Nana's are Beautiful
Janna

This was Travis as a child, too. Holidays always meant a meltdown whether at home (before or after) or at family's house. Now that he's older some things have improved. But also the family has become more tolerant, which helps him to relax. Still, I've noticed he'll spend much of the day in his room.

I'm glad you posted this.

Hugs
 

ShakespeareMamaX

New Member
It hurts my parents' feelings to be criticized for
being over protective, or condemned for not watching me close
enough. They are human and have been given an assignment intended
for saints. My parents are good people and need your support.

This brought tears to my eyes and all of it really helps put into perspective what the child is actually going through.

If this helps others as much as it's helped me understand the way autism works, I think it will do a world of good on those tough holidays.

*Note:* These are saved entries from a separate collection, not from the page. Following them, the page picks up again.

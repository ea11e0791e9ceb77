//! End-to-end: config file to scraped metrics.

use std::path::PathBuf;
use std::sync::mpsc;
use std::time::Duration;

use tcpstats::config::Config;
use tcpstats::metrics::{Metrics, Timestamp, TCP_QUEUE_LENGTH, TCP_QUEUE_SIZE};
use tcpstats::receiver::Receiver;
use tcpstats::scraper::Scraper;
use tcpstats::ConfigError;

fn testdata(name: &str) -> PathBuf {
    PathBuf::from(env!("CARGO_MANIFEST_DIR"))
        .join("testdata")
        .join(name)
}

fn load(name: &str) -> Result<Config, ConfigError> {
    Config::load_from_file(&testdata(name))
}

// =============================================================================
// Config files
// =============================================================================

#[test]
fn load_config_file() {
    let config = load("config.yaml").unwrap();

    assert_eq!(config.path, PathBuf::from("testdata/tcp"));
    assert_eq!(config.portfilter, "39112,45334");
    assert_eq!(config.collection_interval, Duration::from_secs(10));
    assert_eq!(config.initial_delay, Duration::ZERO);
    assert!(config.metrics.tcp_queue_size.enabled);
    assert!(!config.metrics.tcp_queue_length.enabled);
}

#[test]
fn config_file_errors() {
    assert!(matches!(
        load("config_empty_path.yaml"),
        Err(ConfigError::EmptyPath)
    ));
    assert!(matches!(
        load("config_bad_filter.yaml"),
        Err(ConfigError::InvalidPortFilter(_))
    ));
    assert!(matches!(
        load("config_unknown_key.yaml"),
        Err(ConfigError::Yaml(_))
    ));
    assert!(matches!(
        load("config_missing.yaml"),
        Err(ConfigError::Read { .. })
    ));
}

#[test]
fn default_yaml_loads_as_default() {
    let config = Config::from_yaml(&Config::default_yaml()).unwrap();
    assert_eq!(config, Config::default());
    config.validate().unwrap();
}

// =============================================================================
// Scraping
// =============================================================================

fn fixture_config() -> Config {
    Config {
        path: testdata("tcp"),
        ..Config::default()
    }
}

#[test]
fn scrape_from_config_file() {
    let mut config = load("config.yaml").unwrap();
    config.path = testdata("tcp");

    let metrics = Scraper::from_config(&config).scrape().unwrap();

    assert_eq!(metrics.metric_count(), 1);
    assert!(metrics.metric(TCP_QUEUE_LENGTH).is_none());
    let size = metrics.metric(TCP_QUEUE_SIZE).unwrap();
    let values: Vec<u64> = size.data_points.iter().map(|p| p.value).collect();
    assert_eq!(values, vec![10, 4, 0, 12]);
}

#[test]
fn metrics_json_shape() {
    let metrics = Scraper::from_config(&fixture_config())
        .scrape_at(Timestamp::from_unix_nanos(1_000))
        .unwrap();

    let json = serde_json::to_value(&metrics).unwrap();

    let first = &json["metrics"][0];
    assert_eq!(first["name"], "tcp.queue.size");
    assert_eq!(first["unit"], "By");
    assert_eq!(first["data_points"][0]["timestamp"], 1_000);
    assert_eq!(first["data_points"][0]["value"], 10);
    assert_eq!(
        first["data_points"][0]["attributes"],
        serde_json::json!({
            "direction": "tx",
            "local_address": "192.168.1.10",
            "local_port": 39112,
        })
    );

    let second = &json["metrics"][1];
    assert_eq!(second["name"], "tcp.queue.length");
    assert_eq!(second["unit"], "{connections}");
    assert_eq!(second["data_points"][1]["value"], 2);
}

#[test]
fn receiver_delivers_batches() {
    let config = Config {
        initial_delay: Duration::ZERO,
        collection_interval: Duration::from_millis(10),
        ..fixture_config()
    };
    let (tx, rx) = mpsc::channel();

    let handle = Receiver::new(&config)
        .start(move |metrics: Metrics| {
            let _ = tx.send(metrics);
        })
        .unwrap();

    let first = rx.recv_timeout(Duration::from_secs(5)).unwrap();
    let second = rx.recv_timeout(Duration::from_secs(5)).unwrap();
    handle.shutdown();

    assert_eq!(first.data_point_count(), 6);
    assert_eq!(second.data_point_count(), 6);
}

Thank you for posting this!

<3 And don't be sad. There's nothing wrong with doing everything in your own, special way. :its_all_good:
 

BusynMember

Well-Known Member
Janna, this is great. Some of it applies to Lucas, although none of us ever dress up for the holidays...lol...(casual family) and Lucas really does not meltdown. However, you may add to the list:
"It may seem as if I don't like you very much. I may watch television and stay quiet or go upstairs and play with my videogames or just stay by myself in a corner and if you ask me a question may answer "I don't know" or "yes" "no."
I don't do well with a lot of people and find comfort in familiar pursuits. I love all of you very much, but I have trouble expressing it and showing it, but I really appreciate my family and talk about how much fun I had after the gathering is over!"
(This is very "Lucas.")
 

Janna

New Member
MWM,

That's alot Dylan, too, especially the waiting until everything is over to yak and yak and yak and yakkkkkkkkkk about it LOL!

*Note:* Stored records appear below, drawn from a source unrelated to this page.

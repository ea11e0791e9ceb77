//! Background scraping on a fixed interval.
//!
//! The receiver owns a [`Scraper`] and runs it on a dedicated thread: one
//! scrape after `initial_delay`, then one every `collection_interval`. Each
//! batch goes to a [`MetricsConsumer`]. A failed scrape is logged and the
//! schedule continues.

use std::io;
use std::sync::{Arc, Condvar, Mutex, PoisonError};
use std::thread::{self, JoinHandle};
use std::time::Duration;

use tcpstats_core::{TracingSink, WarningSink};

use crate::config::Config;
use crate::metrics::Metrics;
use crate::scraper::Scraper;

/// Downstream of the receiver.
pub trait MetricsConsumer: Send + 'static {
    fn consume(&mut self, metrics: Metrics);
}

impl<F> MetricsConsumer for F
where
    F: FnMut(Metrics) + Send + 'static,
{
    fn consume(&mut self, metrics: Metrics) {
        self(metrics);
    }
}

/// Scraper plus its schedule, ready to [`start`](Self::start).
#[derive(Debug)]
pub struct Receiver<W = TracingSink> {
    scraper: Scraper<W>,
    initial_delay: Duration,
    collection_interval: Duration,
}

impl Receiver<TracingSink> {
    /// Receiver for a validated config.
    pub fn new(config: &Config) -> Self {
        Self::with_scraper(
            Scraper::from_config(config),
            config.initial_delay,
            config.collection_interval,
        )
    }
}

impl<W: WarningSink + 'static> Receiver<W> {
    pub fn with_scraper(
        scraper: Scraper<W>,
        initial_delay: Duration,
        collection_interval: Duration,
    ) -> Self {
        Self {
            scraper,
            initial_delay,
            collection_interval,
        }
    }

    /// Spawn the scrape thread.
    pub fn start<C: MetricsConsumer>(self, consumer: C) -> io::Result<ReceiverHandle> {
        let stop = Arc::new(StopSignal::default());
        let thread_stop = Arc::clone(&stop);

        let thread = thread::Builder::new()
            .name("tcpstats-scraper".to_string())
            .spawn(move || self.run(&thread_stop, consumer))?;

        Ok(ReceiverHandle {
            stop,
            thread: Some(thread),
        })
    }

    fn run<C: MetricsConsumer>(mut self, stop: &StopSignal, mut consumer: C) {
        tracing::info!(
            path = %self.scraper.path().display(),
            interval = ?self.collection_interval,
            "Starting TCP stats receiver"
        );

        if !stop.wait(self.initial_delay) {
            loop {
                match self.scraper.scrape() {
                    Ok(metrics) => consumer.consume(metrics),
                    Err(e) => tracing::error!(error = %e, "Scrape failed"),
                }
                if stop.wait(self.collection_interval) {
                    break;
                }
            }
        }

        tracing::info!("TCP stats receiver stopped");
    }
}

/// Stop flag the scrape thread sleeps on.
#[derive(Debug, Default)]
struct StopSignal {
    stopped: Mutex<bool>,
    cvar: Condvar,
}

impl StopSignal {
    fn stop(&self) {
        *self.stopped.lock().unwrap_or_else(PoisonError::into_inner) = true;
        self.cvar.notify_all();
    }

    /// Sleep up to `timeout`. Returns true if stopped.
    fn wait(&self, timeout: Duration) -> bool {
        let guard = self.stopped.lock().unwrap_or_else(PoisonError::into_inner);
        let (guard, _) = self
            .cvar
            .wait_timeout_while(guard, timeout, |stopped| !*stopped)
            .unwrap_or_else(PoisonError::into_inner);
        *guard
    }
}

/// Running receiver. Dropping it stops the thread.
#[derive(Debug)]
pub struct ReceiverHandle {
    stop: Arc<StopSignal>,
    thread: Option<JoinHandle<()>>,
}

impl ReceiverHandle {
    /// Stop scraping and wait for the thread to exit.
    pub fn shutdown(mut self) {
        self.stop_and_join();
    }

    /// Block on the scrape thread. It only exits early if a consumer panics.
    pub fn wait(mut self) {
        if let Some(thread) = self.thread.take() {
            if thread.join().is_err() {
                tracing::error!("TCP stats receiver thread panicked");
            }
        }
    }

    fn stop_and_join(&mut self) {
        self.stop.stop();
        if let Some(thread) = self.thread.take() {
            if thread.join().is_err() {
                tracing::error!("TCP stats receiver thread panicked");
            }
        }
    }
}

impl Drop for ReceiverHandle {
    fn drop(&mut self) {
        self.stop_and_join();
    }
}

The sensory stuff isn't so much him. The clothing. Interestingly, Dylan is the opposite, where he wouldn't go into a corner, hide in his room, or stay away from everyone. He wants to be the center of attention, which is odd for Autistic's, but he does. He gets louder and louder, the more people that come in, and he gets wilder and wilder, as the other children get wild. He's so incredibly overstimulated, but he goes WITH it, rather than seperating himself from it.

Unmedicated, I'm seeing ALOT, and I mean ALOT of Pervasive Developmental Disorder (PDD) stuff. I'm absolutely amazed at the different kid in front of me on no medications.

I really liked this, which is why I posted. Glad the rest of you did too!
 

Sharon1974

New Member
This letter is wonderful. JK has no diagnosis of Pervasive Developmental Disorder (PDD) but it still fits him perfectly! I often dread holiday dinners because JK does not act the way everyone else thinks he should. No one can understand why I let him stand at the table during dinner but make my 4 year old sit. Sometimes I need to take JK upstairs to a bedroom alone to give him some "re-grouping" time when I see he is getting overwhelmed. I wish more people would understand. I know they are all talking about JK while we are upstairs, even though I watch for the signals and catch him before he starts to mis-behave.

Recently while having an outdoor dinner at my parents, my father remarked that he would have to go inside to get another chair and then stopped and said "Never mind, JK probably won't be sitting while he eats anyway, how bout we just let him stand today?" I couldn't believe my ears!!!! Was he finally getting it? Much easier to just let the kid stand at the table then fight with him about sitting. He isn't mis-behaving, he is just doing what he needs to do.